Il faut dire que l’odyssée de l’artiste américain est riche; riche en signification. Il n’est par ailleurs pas venu sur les bords du Lac Léman tout-à-fait seul, à y réfléchir. « J’ai amené avec moi une partie des cendres issues de la crémation de Johnny, raconte-t-il alors. Sa veuve m’a demandé d’en éparpiller au Blues Rules parce qu’il aimait vraiment la Suisse depuis que nous l’avions visité lors de notre dernière tournée. C’était son lieu favori de notre épopée à travers l’Europe. C’est émouvant mais difficile aussi pour moi. » Une manière comme une autre de rendre au Blues Rules son versant légendaire. Car non seulement le festival accueille des légendes tirées le plus souvent de leurs propres juke joint au Mississippi, mais il héberge aussi éternellement leurs histoires, leurs problèmes, leurs joies et une belle partie de leur vie dédiée à la prière du blues. Un véritable lieu de pèlerinage pour les fidèles du doucereux, ressenti et profond blues du Delta du Mississippi, du Tennessee ou encore d’Arkansas. Greg Binns est alors un énième témoin de cette légende; et il le rend bien aux organisateurs. « Je connais Vincent [Delsupexhe] depuis plusieurs années, je l’ai rencontré à Paris à l’époque de notre premier tour en Europe. C’est un bon gars qui a très bon goût. Il est fou mais je l’apprécie grandement [rires] », aiguillonne-t-il alors.

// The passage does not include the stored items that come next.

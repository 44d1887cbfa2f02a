use super::{course, recover, today};
use crate::{
    db::{
        certifications::{Certification, CertificationUpdate, Certifications, NewCertification},
        db::Db,
        error::{Entity, TrackerError},
    },
    libs::{messages::Message, prompt, status::parse_date, view::View},
    msg_error, msg_info, msg_print, msg_success,
};
use anyhow::Result;
use chrono::NaiveDate;
use clap::{Args, Subcommand};

#[derive(Debug, Args)]
pub struct CertificationArgs {
    #[command(subcommand)]
    command: Option<CertificationCommand>,
}

fn date_arg(value: &str) -> Result<NaiveDate, String> {
    parse_date(value).map_err(|e| e.to_string())
}

#[derive(Debug, Subcommand)]
enum CertificationCommand {
    /// Add a certification under a course
    Add {
        /// Certification title (prompted when omitted)
        title: Option<String>,
        /// Owning course ID (chosen from a list when omitted)
        #[arg(short, long)]
        course: Option<i64>,
        /// Level, e.g. Associate or Professional
        #[arg(short, long)]
        level: Option<String>,
        /// Issue date (YYYY-MM-DD)
        #[arg(long, value_parser = date_arg)]
        issued: Option<NaiveDate>,
        /// Expiry date (YYYY-MM-DD); omit when it does not expire
        #[arg(long, value_parser = date_arg)]
        expires: Option<NaiveDate>,
    },
    /// List certifications with their status
    List,
    /// Edit a certification
    Edit {
        /// Certification ID (chosen from a list when omitted)
        id: Option<i64>,
    },
    /// Delete a certification
    Delete {
        /// Certification ID (chosen from a list when omitted)
        id: Option<i64>,
        /// Skip the confirmation prompt
        #[arg(short, long)]
        yes: bool,
    },
}

pub fn cmd(db: &Db, args: CertificationArgs) -> Result<()> {
    match args.command {
        Some(CertificationCommand::Add {
            title,
            course,
            level,
            issued,
            expires,
        }) => {
            let details = title.map(|title| NewCertification {
                course_id: 0,
                title,
                level,
                issue_date: issued,
                expiry_date: expires,
            });
            handle_add(db, course, details)
        }
        Some(CertificationCommand::List) => handle_list(db),
        Some(CertificationCommand::Edit { id }) => handle_edit(db, id),
        Some(CertificationCommand::Delete { id, yes }) => handle_delete(db, id, yes),
        None => interactive(db),
    }
}

pub fn interactive(db: &Db) -> Result<()> {
    let options = vec![
        "Add Certification".to_string(),
        "List Certifications".to_string(),
        "Update Certification".to_string(),
        "Delete Certification".to_string(),
        "Back to Main Menu".to_string(),
    ];

    loop {
        let result = match prompt::select(Message::SelectCertificationAction, &options)? {
            Some(0) => handle_add(db, None, None),
            Some(1) => handle_list(db),
            Some(2) => handle_edit(db, None),
            Some(3) => handle_delete(db, None, false),
            _ => return Ok(()),
        };
        recover(result)?;
    }
}

/// `details` carries values given on the command line; the course id is
/// filled in once the owning course is resolved.
fn handle_add(db: &Db, course_id: Option<i64>, details: Option<NewCertification>) -> Result<()> {
    let Some(owner) = course::choose(db, course_id)? else {
        return Ok(());
    };

    let new = match details {
        Some(details) => NewCertification {
            course_id: owner.id,
            ..details
        },
        None => {
            msg_print!(Message::AddingCertificationUnder(owner.name.clone()), true);
            NewCertification {
                course_id: owner.id,
                title: prompt::required_text(Message::PromptCertificationTitle)?,
                level: prompt::optional_text(Message::PromptCertificationLevel)?,
                issue_date: prompt::optional_date(Message::PromptIssueDate)?,
                expiry_date: prompt::optional_date(Message::PromptExpiryDate)?,
            }
        }
    };

    let certification = Certifications::new(db).add(&new)?;
    msg_success!(Message::CertificationSaved(
        format!("[{}] {}", certification.id, certification.title),
        certification.status(today()).to_string()
    ));
    Ok(())
}

fn handle_list(db: &Db) -> Result<()> {
    let details = Certifications::new(db).list_details()?;

    if details.is_empty() {
        msg_info!(Message::NoCertificationsFound);
        return Ok(());
    }

    msg_print!(Message::CertificationListHeader, true);
    View::certifications(&details, today());
    Ok(())
}

fn choose(db: &Db, id: Option<i64>) -> Result<Option<Certification>> {
    let certifications = Certifications::new(db);

    if let Some(id) = id {
        let certification = certifications.get(id)?;
        if certification.is_none() {
            msg_error!(Message::OperationFailed(TrackerError::not_found(Entity::Certification, id).to_string()));
        }
        return Ok(certification);
    }

    let mut all = certifications.list_details()?;
    if all.is_empty() {
        msg_info!(Message::NoCertificationsFound);
        return Ok(None);
    }

    let today = today();
    let labels: Vec<String> = all
        .iter()
        .map(|d| {
            format!(
                "[{}] {} | {} | {} | {}",
                d.certification.id,
                d.certification.title,
                d.course_name,
                d.institution_name,
                d.certification.status(today)
            )
        })
        .collect();
    Ok(prompt::select(Message::SelectCertification, &labels)?.map(|index| all.swap_remove(index).certification))
}

fn handle_edit(db: &Db, id: Option<i64>) -> Result<()> {
    let Some(certification) = choose(db, id)? else {
        return Ok(());
    };

    msg_print!(Message::EditingCertification(certification.title.clone()), true);

    let changes = CertificationUpdate {
        title: prompt::edit_text(Message::PromptCertificationTitle, Some(&certification.title))?,
        level: prompt::edit_text(Message::PromptCertificationLevel, certification.level.as_deref())?,
        issue_date: prompt::edit_date(Message::PromptIssueDateEdit, certification.issue_date)?,
        expiry_date: prompt::edit_date(Message::PromptExpiryDateEdit, certification.expiry_date)?,
    };

    if changes.is_empty() {
        msg_info!(Message::NoChangesDetected);
        return Ok(());
    }

    let updated = Certifications::new(db).update(certification.id, &changes)?;
    msg_success!(Message::CertificationUpdated(updated.title));
    Ok(())
}

fn handle_delete(db: &Db, id: Option<i64>, yes: bool) -> Result<()> {
    let Some(certification) = choose(db, id)? else {
        return Ok(());
    };

    if !yes && !prompt::confirm(Message::ConfirmDeleteCertification(certification.title.clone()))? {
        msg_info!(Message::OperationCancelled);
        return Ok(());
    }

    Certifications::new(db).delete(certification.id)?;
    msg_success!(Message::CertificationDeleted(certification.title));
    Ok(())
}
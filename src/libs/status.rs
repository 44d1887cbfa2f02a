//! Certification status derivation.
//!
//! Status is never stored. It is recomputed from a certification's expiry date
//! and the date the caller considers "today", so the functions here take both
//! explicitly and stay free of I/O and clocks.
//!
//! ```rust
//! use certrack::libs::status::CertificationStatus;
//! use chrono::NaiveDate;
//!
//! let today = NaiveDate::from_ymd_opt(2025, 6, 1).unwrap();
//! let expiry = NaiveDate::from_ymd_opt(2025, 6, 15);
//! assert_eq!(CertificationStatus::classify(expiry, today), CertificationStatus::ExpiringSoon);
//! ```

use crate::db::error::{TrackerError, TrackerResult};
use chrono::{Duration, NaiveDate};
use serde::{Deserialize, Serialize};
use std::fmt;

/// Days ahead of today during which a certification counts as expiring soon.
pub const EXPIRING_SOON_DAYS: i64 = 30;

/// Calendar date format accepted at every input boundary.
pub const DATE_FORMAT: &str = "%Y-%m-%d";

#[derive(Debug, Clone, Copy, PartialEq, Eq, Serialize, Deserialize)]
pub enum CertificationStatus {
    NoExpiry,
    Expired,
    ExpiringSoon,
    Valid,
}

impl CertificationStatus {
    /// Classifies an expiry date relative to `today`.
    ///
    /// Both ends of the expiring-soon window are inclusive: a certification
    /// expiring today or exactly [`EXPIRING_SOON_DAYS`] from now is expiring soon.
    pub fn classify(expiry_date: Option<NaiveDate>, today: NaiveDate) -> Self {
        match days_to_expiry(expiry_date, today) {
            None => CertificationStatus::NoExpiry,
            Some(days) if days < 0 => CertificationStatus::Expired,
            Some(days) if days <= EXPIRING_SOON_DAYS => CertificationStatus::ExpiringSoon,
            Some(_) => CertificationStatus::Valid,
        }
    }

    pub fn label(&self) -> &'static str {
        match self {
            CertificationStatus::NoExpiry => "No Expiry",
            CertificationStatus::Expired => "Expired",
            CertificationStatus::ExpiringSoon => "Expiring Soon",
            CertificationStatus::Valid => "Valid",
        }
    }

    /// Whether the expiry overview report includes this status.
    pub fn needs_attention(&self) -> bool {
        matches!(self, CertificationStatus::Expired | CertificationStatus::ExpiringSoon)
    }
}

impl fmt::Display for CertificationStatus {
    fn fmt(&self, f: &mut fmt::Formatter<'_>) -> fmt::Result {
        f.write_str(self.label())
    }
}

/// Signed number of days from `today` until expiry; negative once expired.
pub fn days_to_expiry(expiry_date: Option<NaiveDate>, today: NaiveDate) -> Option<i64> {
    expiry_date.map(|expiry| (expiry - today).num_days())
}

pub fn is_expired(expiry_date: Option<NaiveDate>, today: NaiveDate) -> bool {
    matches!(expiry_date, Some(expiry) if expiry < today)
}

/// Last day still inside the expiring-soon window.
pub fn expiring_soon_cutoff(today: NaiveDate) -> NaiveDate {
    today + Duration::days(EXPIRING_SOON_DAYS)
}

/// Parses a strict `YYYY-MM-DD` calendar date.
pub fn parse_date(input: &str) -> TrackerResult<NaiveDate> {
    let trimmed = input.trim();
    NaiveDate::parse_from_str(trimmed, DATE_FORMAT)
        .ok()
        // chrono accepts unpadded fields; require the canonical ten-character form
        .filter(|_| trimmed.len() == 10)
        .ok_or_else(|| TrackerError::validation(format!("'{}' is not a valid date, use YYYY-MM-DD (e.g., 2025-01-31)", trimmed)))
}

#[cfg(test)]
mod tests {
    use super::*;

    fn today() -> NaiveDate {
        NaiveDate::from_ymd_opt(2025, 6, 1).unwrap()
    }

    fn in_days(days: i64) -> Option<NaiveDate> {
        Some(today() + Duration::days(days))
    }

    #[test]
    fn no_expiry_date_means_no_expiry() {
        assert_eq!(CertificationStatus::classify(None, today()), CertificationStatus::NoExpiry);
    }

    #[test]
    fn yesterday_is_expired() {
        assert_eq!(CertificationStatus::classify(in_days(-1), today()), CertificationStatus::Expired);
        assert!(is_expired(in_days(-1), today()));
    }

    #[test]
    fn window_bounds_are_inclusive() {
        assert_eq!(CertificationStatus::classify(in_days(0), today()), CertificationStatus::ExpiringSoon);
        assert_eq!(CertificationStatus::classify(in_days(30), today()), CertificationStatus::ExpiringSoon);
        assert_eq!(CertificationStatus::classify(in_days(31), today()), CertificationStatus::Valid);
        assert!(!is_expired(in_days(0), today()));
    }

    #[test]
    fn window_crosses_month_and_year_ends() {
        let new_years_eve = NaiveDate::from_ymd_opt(2024, 12, 31).unwrap();
        let expiry = NaiveDate::from_ymd_opt(2025, 1, 30);
        assert_eq!(CertificationStatus::classify(expiry, new_years_eve), CertificationStatus::ExpiringSoon);
        assert_eq!(expiring_soon_cutoff(new_years_eve), NaiveDate::from_ymd_opt(2025, 1, 30).unwrap());
    }

    #[test]
    fn days_to_expiry_is_signed() {
        assert_eq!(days_to_expiry(in_days(-5), today()), Some(-5));
        assert_eq!(days_to_expiry(in_days(12), today()), Some(12));
        assert_eq!(days_to_expiry(None, today()), None);
    }

    #[test]
    fn labels() {
        assert_eq!(CertificationStatus::NoExpiry.to_string(), "No Expiry");
        assert_eq!(CertificationStatus::ExpiringSoon.to_string(), "Expiring Soon");
        assert!(CertificationStatus::Expired.needs_attention());
        assert!(!CertificationStatus::Valid.needs_attention());
    }

    #[test]
    fn parse_date_accepts_iso_only() {
        assert_eq!(parse_date("2025-06-15").unwrap(), NaiveDate::from_ymd_opt(2025, 6, 15).unwrap());
        assert_eq!(parse_date(" 2025-01-31 ").unwrap(), NaiveDate::from_ymd_opt(2025, 1, 31).unwrap());
        for bad in ["2025-02-30", "15/06/2025", "2025-6-5", "", "tomorrow"] {
            assert!(matches!(parse_date(bad), Err(TrackerError::Validation(_))), "accepted {bad}");
        }
    }
}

Une invitation à traverser la Mississippi River entre l’Arkansas et le Mississippi

Son programme hors-USA est long; il occupe un tournée démarrée à Prilly, dans les friches de Malley, à “La Galicienne”, vendredi dernier. Puis il a fait un tour dans les Alpes; avec un double concert à Aoste en Italie samedi et dimanche, avant de retrouver le canton de Vaud pour y effectuer sa promotion en marge de la neuvième édition du Blues Rules Crissier Festival, ce lundi dans l’émission “Paradiso” de La Première sur la RTS avant de monter sur la scène au Château de Crissier vendredi dès 19h30, pour un set d’une heure. Tout cela sous la forme la plus pure et la plus épurée de la musique de Big Papa Binns. C’est un one man band qui s’exporte et assouvit ses envie d’ailleurs; sans la présence de Zakk. En Europe, il se présente avec un blues enjoué… mais simple. « Mon fils – Zakk – n’a pas pu faire le voyage jusqu’ici. Il avait du travail sur l’Union Pacific Railroad. Vendredi [1er juin], ce sera donc juste Big Papa Binns qui sera sur scène. Mais l’habitude veut que je sois seul sur scène, mon fils me rejoignant quand il peut. Malheureusement, ce sera sous un unique one man band que je me présenterai. » En un sens, ce sera un dessert – ou un apéritif – moins copieux, mais tout aussi délicieux: « Ce n’est pas une musique ou un esprit différents que nous proposons quand je suis seul et quand Zakk m’accompagne. Nous sommes parfaitement complémentaires sur scène et dans la vie. Je suis un cake et lui est une glace; à nous deux, nous formons le parfait dessert. Et parfois le cake suffit à satisfaire la faim du public », explique-t-il souriant vendredi soir à Prilly.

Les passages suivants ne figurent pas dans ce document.